The absence of a Republican heavy-hitter has frustrated some participants trying to get new insight into U.S. policy over the next four years. And it's made former President Bill Clinton the American star at the annual gabfest, along with Microsoft founder Bill Gates.
Admittedly, the timing of this year's forum wasn't the best for the Bush administration. The five-day meeting of 2,500 top business executives, politicians and social leaders comes only a week after President Bush's inauguration.
Bush has a Cabinet with many new faces and he is preparing his State of the Union address. Forum officials had hoped Secretary of State Condoleezza Rice would attend but she was just confirmed by the Senate on Wednesday.
Vice President Dick Cheney, who was at Davos last year, attended Thursday's 60th anniversary of the liberation of the Auschwitz death camp but chose not to head to this ski resort afterward. Attorney General John Ashcroft, who was also here last year, is stepping down.
Former Australian foreign minister Gareth Evans said he hopes top U.S. officials are staying away because they're settling into the new administration.
"I fear it's because they don't like what they're going to hear," said Evans, who now leads the International Crisis Group, a private, nonprofit organization that aims to prevent and resolve deadly conflicts.
"The truth of the matter is what they will hear is what they were hearing over the last few years — a deep concern about insensitive use of the power that America has, and which everybody wants to be used in a wholly constructive way but fears is going to continue to be used in a counterproductive way."
Chao said the Davos forum happened to come at time "when our government is very busy."
"It's always very special to have world leaders come to Davos and that's part of the attraction, but it doesn't mean that every single world leader has to come every single year," Chao said in an interview. "I hope that people are pleased that the secretary of labor is here representing the government."
Ten U.S. senators are also here including Majority Leader Bill Frist of Tennessee and John McCain of Arizona, both high-profile Republicans, as well as several congressmen.
President Bush's second term agenda is certainly a hot topic here. The United States is the subject of several panels, round-tables and dinners, one on economic challenges facing the country in the next 18 months, and others on U.S. political divisions, American foreign policy and whether the United States will still be "No. 1" in 2020.
Reflecting the concerns here, China's former ambassador to Paris, Wu Jianmin, who is now president of China Foreign Affairs University, was asked at a panel whether Beijing was worried about Bush's ideological inaugural address promoting freedom and democracy around the world.
"What worries us is not the ideology. What worries us is how the Bush administration is aiming to translate these statements into action," Wu said.
"People in Washington, D.C., start talking about war against Iran. If that happens, in the eyes of ... the Chinese, that would be a disaster," he said. "We Chinese, we advocate peaceful solutions for international disputes."

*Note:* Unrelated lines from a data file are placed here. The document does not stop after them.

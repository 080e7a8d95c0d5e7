//! Source rotation for the crop widget's rotate slider.
//!
//! The widget rotates the image about its centre and reports the crop
//! rectangle in the coordinate space of the rotated image's bounding box.
//! [`apply_rotation`] produces exactly that canvas: the rotated image on an
//! expanded, transparent background.
//!
//! # Algorithm
//!
//! Inverse mapping: for each destination pixel centre we rotate back by the
//! angle and sample the source bilinearly. With the y axis pointing down, a
//! clockwise rotation by θ has the inverse
//! ```text
//! src_x =  dx * cos(θ) + dy * sin(θ) + src_cx
//! src_y = -dx * sin(θ) + dy * cos(θ) + src_cy
//! ```

use super::sample::sample_bilinear;
use crate::decode::{DecodeError, RasterImage, BYTES_PER_PIXEL};

const ANGLE_EPSILON: f64 = 0.001;

/// True when the angle is a whole number of turns.
pub fn is_identity_rotation(angle_degrees: f64) -> bool {
    let turn = angle_degrees.rem_euclid(360.0);
    turn < ANGLE_EPSILON || 360.0 - turn < ANGLE_EPSILON
}

/// Size of the bounding box of a `width x height` image rotated by the angle.
///
/// Right-angle rotations are special-cased so they come out exact.
pub fn compute_rotated_bounds(width: u32, height: u32, angle_degrees: f64) -> (u32, u32) {
    let turn = angle_degrees.rem_euclid(180.0);

    if turn < ANGLE_EPSILON || 180.0 - turn < ANGLE_EPSILON {
        return (width, height);
    }
    if (turn - 90.0).abs() < ANGLE_EPSILON {
        return (height, width);
    }

    let rad = angle_degrees.to_radians();
    let (sin, cos) = (rad.sin().abs(), rad.cos().abs());
    let (w, h) = (width as f64, height as f64);

    let new_w = (w * cos + h * sin).round() as u32;
    let new_h = (w * sin + h * cos).round() as u32;

    (new_w.max(1), new_h.max(1))
}

/// Rotate an image clockwise about its centre.
///
/// The output canvas grows to hold the whole rotated image; areas not
/// covered by the source are transparent.
///
/// # Errors
///
/// Returns `DecodeError::CorruptedFile` if the pixel buffer does not match
/// the raster's dimensions or the rotated canvas cannot be allocated.
pub fn apply_rotation(
    image: &RasterImage,
    angle_degrees: f64,
) -> Result<RasterImage, DecodeError> {
    image.validate()?;

    if !angle_degrees.is_finite() || is_identity_rotation(angle_degrees) || image.is_empty() {
        return Ok(image.clone());
    }

    let (dst_w, dst_h) = compute_rotated_bounds(image.width, image.height, angle_degrees);

    let rad = angle_degrees.to_radians();
    let (sin, cos) = (rad.sin(), rad.cos());

    let src_cx = image.width as f64 / 2.0;
    let src_cy = image.height as f64 / 2.0;
    let dst_cx = dst_w as f64 / 2.0;
    let dst_cy = dst_h as f64 / 2.0;

    let mut output = RasterImage::transparent(dst_w, dst_h).ok_or_else(|| {
        DecodeError::CorruptedFile(format!("rotated canvas {dst_w}x{dst_h} is too large"))
    })?;

    for (i, out) in output.pixels.chunks_exact_mut(BYTES_PER_PIXEL).enumerate() {
        let dst_x = (i % dst_w as usize) as f64 + 0.5;
        let dst_y = (i / dst_w as usize) as f64 + 0.5;

        let dx = dst_x - dst_cx;
        let dy = dst_y - dst_cy;

        let src_x = dx * cos + dy * sin + src_cx;
        let src_y = -dx * sin + dy * cos + src_cy;

        out.copy_from_slice(&sample_bilinear(image, src_x, src_y));
    }

    log::debug!(
        "rotated {}x{} by {}° into {}x{}",
        image.width,
        image.height,
        angle_degrees,
        dst_w,
        dst_h
    );

    Ok(output)
}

Many participants said they would have liked to hear from a senior U.S. official. Instead they heard from Bush's Democratic predecessor, who questioned the president's commitment to ending global poverty. Others at the World Economic Forum including Gates and Blair joined Clinton in urging rich countries to reach deeper into their pockets to end global poverty.
John Bryant, the founder and chairman of Los Angeles-based Operation HOPE, Inc., was one of two dozen black leaders who met with Bush in Washington earlier in the week.
"There is no excuse for us not mobilizing a large and prestigious group of leaders, and I mentioned to President Bush that the World Economic Forum would be honored to have him speak here next year and he was open to that," Bryant said in an interview.
"He asked me, `John, would they genuinely be receptive?' I said, `absolutely Mr. President.'"
Nelson Cunningham, managing partner of Kissinger McLarty Associates in Washington, went further, saying: "Bush has indicated that he wants to spend this year with a new diplomatic effort toward Europe. He's coming here next month. Let's see if he'll come back next year to Davos."